Les classes géo-sociales

Un deuxième choix structurant concerne la manière de rendre compte du vote. Pour bénéficier de données cohérentes sur la longue durée, l’enquête repose sur les données électorales par communes. Les caractéristiques socio-économiques étudiées sont donc celles de la commune et non celles des électeurs. Les auteurs reconnaissent que cela peut constituer un problème méthodologique dans la mesure où ce sont des moyennes qui sont observées et non des données individuelles. C’est pourquoi la catégorie pertinente retenue pour l’analyse est celle de « classe géo-sociale » qui, arguent les auteurs, n’est pas réductrice dans la mesure où elle permet d’intégrer la multiplicité de processus économiques et de facteurs sociaux qui entrent en interaction pour caractériser finalement la situation socio-économique des individus.

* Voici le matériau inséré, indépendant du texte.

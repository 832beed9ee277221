//! Error types and handling for devprep
//!
//! Uses `thiserror` for error definitions and `miette` for pretty diagnostics.

use miette::Diagnostic;
use thiserror::Error;

/// Main error type for devprep operations
#[derive(Error, Diagnostic, Debug)]
pub enum DevprepError {
    // Preflight errors: raised before any mutation, always fatal
    #[error("Unsupported platform: {os} {version}")]
    #[diagnostic(
        code(devprep::preflight::unsupported_platform),
        help("devprep supports Ubuntu 20.04 or newer and macOS 12 or newer")
    )]
    UnsupportedPlatform { os: String, version: String },

    #[error("Unsupported shell: {shell}")]
    #[diagnostic(
        code(devprep::preflight::unsupported_shell),
        help("devprep supports bash and zsh interactive shells")
    )]
    UnsupportedShell { shell: String },

    #[error("No shell profile file found for {shell}")]
    #[diagnostic(
        code(devprep::preflight::profile_not_found),
        help("Create one of the standard profile files (e.g. ~/.bashrc or ~/.zshrc) and re-run")
    )]
    ProfileNotFound { shell: String },

    #[error("Elevation mechanism not available: sudo not found on PATH")]
    #[diagnostic(
        code(devprep::preflight::elevation_unavailable),
        help("Install sudo or run the setup from an account that can use it")
    )]
    ElevationUnavailable,

    #[error("Refusing to run with elevated privileges")]
    #[diagnostic(
        code(devprep::preflight::running_elevated),
        help("Run devprep as a regular user; it requests elevation per step when needed")
    )]
    RunningElevated,

    #[error("Elevation grant was not established")]
    #[diagnostic(
        code(devprep::preflight::elevation_denied),
        help("The sudo password prompt was cancelled or rejected")
    )]
    ElevationDenied,

    #[error("Required tool not found: {tool}")]
    #[diagnostic(code(devprep::preflight::tool_missing))]
    RequiredToolMissing { tool: String },

    #[error("Could not determine home directory")]
    #[diagnostic(code(devprep::preflight::home_not_found))]
    HomeNotFound,

    // Step errors: caught at the step runner boundary, never fatal to the run
    #[error("Command failed with {status}: {command}")]
    #[diagnostic(code(devprep::step::command_failed))]
    CommandFailed { command: String, status: String },

    #[error("Failed to launch command: {command}")]
    #[diagnostic(code(devprep::step::command_launch_failed))]
    CommandLaunchFailed { command: String, reason: String },

    #[error("Git configuration operation failed: {message}")]
    #[diagnostic(code(devprep::step::git_config_failed))]
    GitConfigFailed { message: String },

    #[error("Failed to read {label} prompt")]
    #[diagnostic(code(devprep::prompt::read_failed))]
    PromptFailed { label: String, reason: String },

    #[error("Failed to write file: {path}")]
    #[diagnostic(code(devprep::fs::write_failed))]
    FileWriteFailed { path: String, reason: String },

    #[error("IO error: {message}")]
    #[diagnostic(code(devprep::fs::io_error))]
    IoError { message: String },
}

impl From<std::io::Error> for DevprepError {
    fn from(err: std::io::Error) -> Self {
        DevprepError::IoError {
            message: err.to_string(),
        }
    }
}

impl From<git2::Error> for DevprepError {
    fn from(err: git2::Error) -> Self {
        DevprepError::GitConfigFailed {
            message: err.to_string(),
        }
    }
}

/// Result type alias using miette for error handling
pub type Result<T> = miette::Result<T, DevprepError>;

#[cfg(test)]
mod tests {
    use super::*;

    #[test]
    fn test_unsupported_platform_error() {
        let err = DevprepError::UnsupportedPlatform {
            os: "debian".to_string(),
            version: "12".to_string(),
        };
        assert!(err.to_string().contains("Unsupported platform"));
        assert!(err.to_string().contains("debian"));
    }

    #[test]
    fn test_unsupported_shell_error() {
        let err = DevprepError::UnsupportedShell {
            shell: "fish".to_string(),
        };
        assert!(err.to_string().contains("Unsupported shell"));
        assert!(err.to_string().contains("fish"));
    }

    #[test]
    fn test_command_failed_error() {
        let err = DevprepError::CommandFailed {
            command: "apt-get update".to_string(),
            status: "exit status: 100".to_string(),
        };
        assert!(err.to_string().contains("apt-get update"));
        assert!(err.to_string().contains("exit status: 100"));
    }

    #[test]
    fn test_io_error_conversion() {
        let io_err = std::io::Error::new(std::io::ErrorKind::NotFound, "missing");
        let err: DevprepError = io_err.into();
        assert!(matches!(err, DevprepError::IoError { .. }));
    }

    #[test]
    fn test_git_error_conversion() {
        let git_err = git2::Error::from_str("config locked");
        let err: DevprepError = git_err.into();
        assert!(matches!(err, DevprepError::GitConfigFailed { .. }));
    }
}
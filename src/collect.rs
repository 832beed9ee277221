//! Interactive collection of operator identity and authentication inputs
//!
//! Prompts pre-fill from what the machine already knows (git global config,
//! the shell profile, the process environment) so a re-run only asks for what
//! is genuinely missing. Nothing is written here; reconciliation happens in
//! the configuration step.

use inquire::Text;

use crate::error::{DevprepError, Result};
use crate::merge;
use crate::probe::SystemProfile;
use crate::vcs::GitConfig;

/// Environment variable holding the access token; when set, the token prompt
/// is skipped entirely
pub const TOKEN_VAR: &str = "REPO_AUTH_TOKEN";

/// Operator-supplied configuration; `None` fields change nothing downstream
#[derive(Debug, Clone, Default)]
pub struct OperatorConfig {
    pub name: Option<String>,
    pub email: Option<String>,
    pub token: Option<String>,
}

pub fn collect(profile: &SystemProfile) -> Result<OperatorConfig> {
    let mut git_config = GitConfig::open_global()?;

    let name = prompt_with_current("Full name", git_config.get("user.name"))?;
    let email = prompt_with_current("Email address", git_config.get("user.email"))?;
    let token = resolve_token(profile)?;

    Ok(OperatorConfig { name, email, token })
}

/// Token precedence: process environment wins outright, then the profile's
/// stored export line becomes the prompt default, then a bare prompt.
fn resolve_token(profile: &SystemProfile) -> Result<Option<String>> {
    if let Some(token) = env_token() {
        println!("Using access token from ${TOKEN_VAR}.");
        tracing::info!("token taken from environment, prompt skipped");
        return Ok(Some(token));
    }
    let stored = merge::read_profile_export(&profile.profile_path, TOKEN_VAR)?;
    prompt_with_current("Access token", stored)
}

/// Non-empty value of the reserved token variable, if any
fn env_token() -> Option<String> {
    std::env::var(TOKEN_VAR)
        .ok()
        .filter(|v| !v.trim().is_empty())
}

fn prompt_with_current(label: &str, current: Option<String>) -> Result<Option<String>> {
    let mut prompt = Text::new(label);
    if let Some(cur) = current.as_deref() {
        prompt = prompt.with_initial_value(cur);
    }
    let answer = prompt.prompt().map_err(|e| DevprepError::PromptFailed {
        label: label.to_string(),
        reason: e.to_string(),
    })?;
    Ok(resolve_answer(&answer, current))
}

/// Empty operator input keeps the current value; anything else replaces it
fn resolve_answer(answer: &str, current: Option<String>) -> Option<String> {
    let trimmed = answer.trim();
    if trimmed.is_empty() {
        current
    } else {
        Some(trimmed.to_string())
    }
}

#[cfg(test)]
mod tests {
    use super::*;
    use serial_test::serial;

    #[test]
    fn test_resolve_answer_empty_keeps_current() {
        assert_eq!(
            resolve_answer("", Some("Jane".to_string())),
            Some("Jane".to_string())
        );
        assert_eq!(resolve_answer("   ", None), None);
    }

    #[test]
    fn test_resolve_answer_input_replaces_current() {
        assert_eq!(
            resolve_answer("June", Some("Jane".to_string())),
            Some("June".to_string())
        );
        assert_eq!(
            resolve_answer("  June  ", None),
            Some("June".to_string())
        );
    }

    #[test]
    #[serial]
    fn test_env_token_present() {
        unsafe { std::env::set_var(TOKEN_VAR, "tok-from-env") };
        assert_eq!(env_token(), Some("tok-from-env".to_string()));
        unsafe { std::env::remove_var(TOKEN_VAR) };
    }

    #[test]
    #[serial]
    fn test_env_token_empty_counts_as_absent() {
        unsafe { std::env::set_var(TOKEN_VAR, "") };
        assert_eq!(env_token(), None);
        unsafe { std::env::set_var(TOKEN_VAR, "   ") };
        assert_eq!(env_token(), None);
        unsafe { std::env::remove_var(TOKEN_VAR) };
    }

    #[test]
    #[serial]
    fn test_env_token_absent() {
        unsafe { std::env::remove_var(TOKEN_VAR) };
        assert_eq!(env_token(), None);
    }
}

Nous ne traiterons pas ce point de méthode ici (discuté par ailleurs), afin de nous concentrer sur l’étape ultérieure du raisonnement.

Les caractéristiques de classes géo-sociales sont appréhendées à l’échelle de la commune, dont le nombre n’a guère bougé dans la longue durée (de 37 000 au début du XIXe siècle à 35 000 actuellement), c’est-à-dire à une échelle assez fine. Mais, pour les besoins de la présentation, les auteurs décident de regrouper les communes en quatre grandes catégories d’habitat, dans une construction assez contre-intuitive. Ils retiennent en effet comme catégories pertinentes « les villages, les bourgs, les banlieues et les métropoles », quatre ensembles assez équilibrés d’après eux en 2022 : « 12 millions d’habitants dans les villages, 22 millions dans les bourgs, 21 millions dans les banlieues et 11 millions dans les métropoles ».  En outre, ils proposent de considérer que les villages et les bourgs représentent « le monde rural », c’est-à-dire la moitié de la population française, l’autre moitié étant « le monde urbain ». Au terme de ce « travail » sur les catégories, on obtient un « paysage globalement stabilisé » opposant monde rural et monde urbain comme deux moitiés à peu près équivalentes de la France en 2022.

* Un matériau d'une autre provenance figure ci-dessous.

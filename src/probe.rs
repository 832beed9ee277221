//! Environment probing: OS family, version, architecture, shell and profile
//!
//! Everything later steps branch on is resolved here, once, before any
//! mutation. Unsupported environments fail fast with a preflight error.

use std::path::{Path, PathBuf};
use std::process::Command;

use serde::Serialize;

use crate::error::{DevprepError, Result};

const MIN_UBUNTU_MAJOR: u32 = 20;
const MIN_MACOS_MAJOR: u32 = 12;

/// Filesystem paths whose presence marks a virtualized guest
const GUEST_MARKERS: &[&str] = &[
    "/.dockerenv",
    "/run/.containerenv",
    "/proc/sys/fs/binfmt_misc/WSLInterop",
    "/sys/hypervisor/uuid",
];

/// Canonical operating system name after alias collapsing
#[derive(Debug, Clone, Copy, PartialEq, Eq, Serialize)]
#[serde(rename_all = "lowercase")]
pub enum OsName {
    Ubuntu,
    Macos,
}

impl std::fmt::Display for OsName {
    fn fmt(&self, f: &mut std::fmt::Formatter<'_>) -> std::fmt::Result {
        match self {
            OsName::Ubuntu => write!(f, "Ubuntu"),
            OsName::Macos => write!(f, "macOS"),
        }
    }
}

/// Supported interactive shells
#[derive(Debug, Clone, Copy, PartialEq, Eq, Serialize)]
#[serde(rename_all = "lowercase")]
pub enum ShellKind {
    Bash,
    Zsh,
}

impl ShellKind {
    /// Candidate profile files in resolution order, relative to home
    fn profile_candidates(self) -> &'static [&'static str] {
        match self {
            ShellKind::Zsh => &[".zshrc", ".zprofile"],
            ShellKind::Bash => &[".bashrc", ".bash_profile"],
        }
    }
}

impl std::fmt::Display for ShellKind {
    fn fmt(&self, f: &mut std::fmt::Formatter<'_>) -> std::fmt::Result {
        match self {
            ShellKind::Bash => write!(f, "bash"),
            ShellKind::Zsh => write!(f, "zsh"),
        }
    }
}

/// Facts about the machine, computed once at startup and read-only after
#[derive(Debug, Clone, Serialize)]
pub struct SystemProfile {
    pub os: OsName,
    pub os_version: String,
    pub os_major: u32,
    pub arch: String,
    pub kernel_family: String,
    pub virtualized_guest: bool,
    pub shell: ShellKind,
    pub profile_path: PathBuf,
}

/// Probe the machine and fail fast on anything outside the supported set
pub fn probe() -> Result<SystemProfile> {
    let (os, os_version) = detect_os()?;
    let os_major = major_version(&os_version).ok_or_else(|| DevprepError::UnsupportedPlatform {
        os: os.to_string(),
        version: os_version.clone(),
    })?;
    check_supported(os, os_major, &os_version)?;

    let shell = detect_shell()?;
    let home = dirs::home_dir().ok_or(DevprepError::HomeNotFound)?;
    let profile_path = resolve_profile(&home, shell)?;

    Ok(SystemProfile {
        os,
        os_version,
        os_major,
        arch: normalize_arch(std::env::consts::ARCH),
        kernel_family: kernel_family(os).to_string(),
        virtualized_guest: GUEST_MARKERS.iter().any(|m| Path::new(m).exists()),
        shell,
        profile_path,
    })
}

fn detect_os() -> Result<(OsName, String)> {
    match std::env::consts::OS {
        "linux" => {
            let content = std::fs::read_to_string("/etc/os-release").map_err(|_| {
                DevprepError::UnsupportedPlatform {
                    os: "linux".to_string(),
                    version: "unknown".to_string(),
                }
            })?;
            parse_os_release(&content).ok_or_else(|| DevprepError::UnsupportedPlatform {
                os: "linux".to_string(),
                version: "unknown".to_string(),
            })
        }
        "macos" => {
            let output = Command::new("sw_vers")
                .arg("-productVersion")
                .output()
                .map_err(|_| DevprepError::RequiredToolMissing {
                    tool: "sw_vers".to_string(),
                })?;
            let version = String::from_utf8_lossy(&output.stdout).trim().to_string();
            Ok((OsName::Macos, version))
        }
        other => Err(DevprepError::UnsupportedPlatform {
            os: other.to_string(),
            version: "unknown".to_string(),
        }),
    }
}

/// Parse `/etc/os-release`, collapsing Ubuntu-derived vendor strings
fn parse_os_release(content: &str) -> Option<(OsName, String)> {
    let mut id = None;
    let mut id_like = None;
    let mut version_id = None;

    for line in content.lines() {
        if let Some(value) = line.strip_prefix("ID=") {
            id = Some(unquote(value).to_lowercase());
        } else if let Some(value) = line.strip_prefix("ID_LIKE=") {
            id_like = Some(unquote(value).to_lowercase());
        } else if let Some(value) = line.strip_prefix("VERSION_ID=") {
            version_id = Some(unquote(value).to_string());
        }
    }

    let id = id?;
    let is_ubuntu = id == "ubuntu"
        || id_like
            .as_deref()
            .is_some_and(|l| l.split_whitespace().any(|part| part == "ubuntu"));
    if !is_ubuntu {
        return None;
    }
    Some((OsName::Ubuntu, version_id?))
}

fn unquote(value: &str) -> &str {
    value.trim().trim_matches('"').trim_matches('\'')
}

fn major_version(version: &str) -> Option<u32> {
    version.split('.').next()?.parse().ok()
}

fn check_supported(os: OsName, major: u32, version: &str) -> Result<()> {
    let minimum = match os {
        OsName::Ubuntu => MIN_UBUNTU_MAJOR,
        OsName::Macos => MIN_MACOS_MAJOR,
    };
    if major < minimum {
        return Err(DevprepError::UnsupportedPlatform {
            os: os.to_string(),
            version: version.to_string(),
        });
    }
    Ok(())
}

/// Collapse architecture aliases to one canonical name per family
fn normalize_arch(arch: &str) -> String {
    match arch {
        "aarch64" | "arm64" => "arm64".to_string(),
        "x86_64" | "amd64" => "x86_64".to_string(),
        other => other.to_string(),
    }
}

fn kernel_family(os: OsName) -> &'static str {
    match os {
        OsName::Ubuntu => "linux",
        OsName::Macos => "darwin",
    }
}

fn detect_shell() -> Result<ShellKind> {
    let shell_var = std::env::var("SHELL").unwrap_or_default();
    let name = Path::new(&shell_var)
        .file_name()
        .and_then(|n| n.to_str())
        .unwrap_or("")
        .to_string();
    match name.as_str() {
        "bash" => Ok(ShellKind::Bash),
        "zsh" => Ok(ShellKind::Zsh),
        _ => Err(DevprepError::UnsupportedShell {
            shell: if name.is_empty() {
                "unknown".to_string()
            } else {
                name
            },
        }),
    }
}

/// Resolve the first existing profile file for the shell; never creates one
fn resolve_profile(home: &Path, shell: ShellKind) -> Result<PathBuf> {
    for candidate in shell.profile_candidates() {
        let path = home.join(candidate);
        if path.is_file() {
            return Ok(path);
        }
    }
    Err(DevprepError::ProfileNotFound {
        shell: shell.to_string(),
    })
}

#[cfg(test)]
mod tests {
    use super::*;
    use tempfile::TempDir;

    const UBUNTU_OS_RELEASE: &str = r#"PRETTY_NAME="Ubuntu 22.04.4 LTS"
NAME="Ubuntu"
VERSION_ID="22.04"
VERSION="22.04.4 LTS (Jammy Jellyfish)"
ID=ubuntu
ID_LIKE=debian
"#;

    #[test]
    fn test_parse_os_release_ubuntu() {
        let (os, version) = parse_os_release(UBUNTU_OS_RELEASE).unwrap();
        assert_eq!(os, OsName::Ubuntu);
        assert_eq!(version, "22.04");
    }

    #[test]
    fn test_parse_os_release_ubuntu_derivative() {
        let content = "ID=neon\nID_LIKE=\"ubuntu debian\"\nVERSION_ID=\"22.04\"\n";
        let (os, version) = parse_os_release(content).unwrap();
        assert_eq!(os, OsName::Ubuntu);
        assert_eq!(version, "22.04");
    }

    #[test]
    fn test_parse_os_release_rejects_other_distros() {
        let content = "ID=fedora\nVERSION_ID=\"39\"\n";
        assert!(parse_os_release(content).is_none());
    }

    #[test]
    fn test_major_version() {
        assert_eq!(major_version("22.04"), Some(22));
        assert_eq!(major_version("14.5"), Some(14));
        assert_eq!(major_version("garbage"), None);
    }

    #[test]
    fn test_check_supported_bounds() {
        assert!(check_supported(OsName::Ubuntu, 22, "22.04").is_ok());
        assert!(check_supported(OsName::Ubuntu, 18, "18.04").is_err());
        assert!(check_supported(OsName::Macos, 14, "14.5").is_ok());
        assert!(check_supported(OsName::Macos, 11, "11.7").is_err());
    }

    #[test]
    fn test_normalize_arch() {
        assert_eq!(normalize_arch("aarch64"), "arm64");
        assert_eq!(normalize_arch("arm64"), "arm64");
        assert_eq!(normalize_arch("x86_64"), "x86_64");
        assert_eq!(normalize_arch("amd64"), "x86_64");
        assert_eq!(normalize_arch("riscv64"), "riscv64");
    }

    #[test]
    fn test_resolve_profile_prefers_rc_file() {
        let temp = TempDir::new().unwrap();
        std::fs::write(temp.path().join(".zshrc"), "").unwrap();
        std::fs::write(temp.path().join(".zprofile"), "").unwrap();

        let resolved = resolve_profile(temp.path(), ShellKind::Zsh).unwrap();
        assert_eq!(resolved, temp.path().join(".zshrc"));
    }

    #[test]
    fn test_resolve_profile_falls_back() {
        let temp = TempDir::new().unwrap();
        std::fs::write(temp.path().join(".bash_profile"), "").unwrap();

        let resolved = resolve_profile(temp.path(), ShellKind::Bash).unwrap();
        assert_eq!(resolved, temp.path().join(".bash_profile"));
    }

    #[test]
    fn test_resolve_profile_never_creates() {
        let temp = TempDir::new().unwrap();

        let result = resolve_profile(temp.path(), ShellKind::Bash);
        assert!(matches!(result, Err(DevprepError::ProfileNotFound { .. })));
        assert!(std::fs::read_dir(temp.path()).unwrap().next().is_none());
    }
}
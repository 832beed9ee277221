//! Command implementations for the devprep CLI

pub mod completions;
pub mod setup;
pub mod version;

Cette reconstruction est toutefois fort éloignée des catégories reconnues. Selon l’Insee, le monde rural regroupe en effet, d’après la nouvelle nomenclature adoptée en 2020, un tiers de la population française. Mais 80% de ces « ruraux » vivent en réalité dans la couronne périurbaine d’un pôle urbain. Selon un autre mode de calcul, le monde rural entendu au sens de l’ancienne définition de l’INSEE (commune de moins de 2000 habitants) compte pour 18% de la population. Ou encore, si l’on compte les espaces ruraux comme les espaces situés hors de l’aire d’attraction d’une ville (autre définition possible), ils ne représentent alors que 6% de la population. Sans même mentionner l’idée selon laquelle, pour nombre de géographes, nous sommes dans une réalité d’« urbain généralisé » où le monde rural ne subsiste que dans nos représentations affectives nostalgiques. Dans tous les cas, considérer que la moitié de la population française est « rurale » est un choix qui surévalue très largement la réalité rurale en France aujourd’hui. Symétriquement, la réalité urbaine est très largement sous-évaluée. Quant aux métropoles, elles rassemblent pour l’INSEE un tiers des Français et non un quart.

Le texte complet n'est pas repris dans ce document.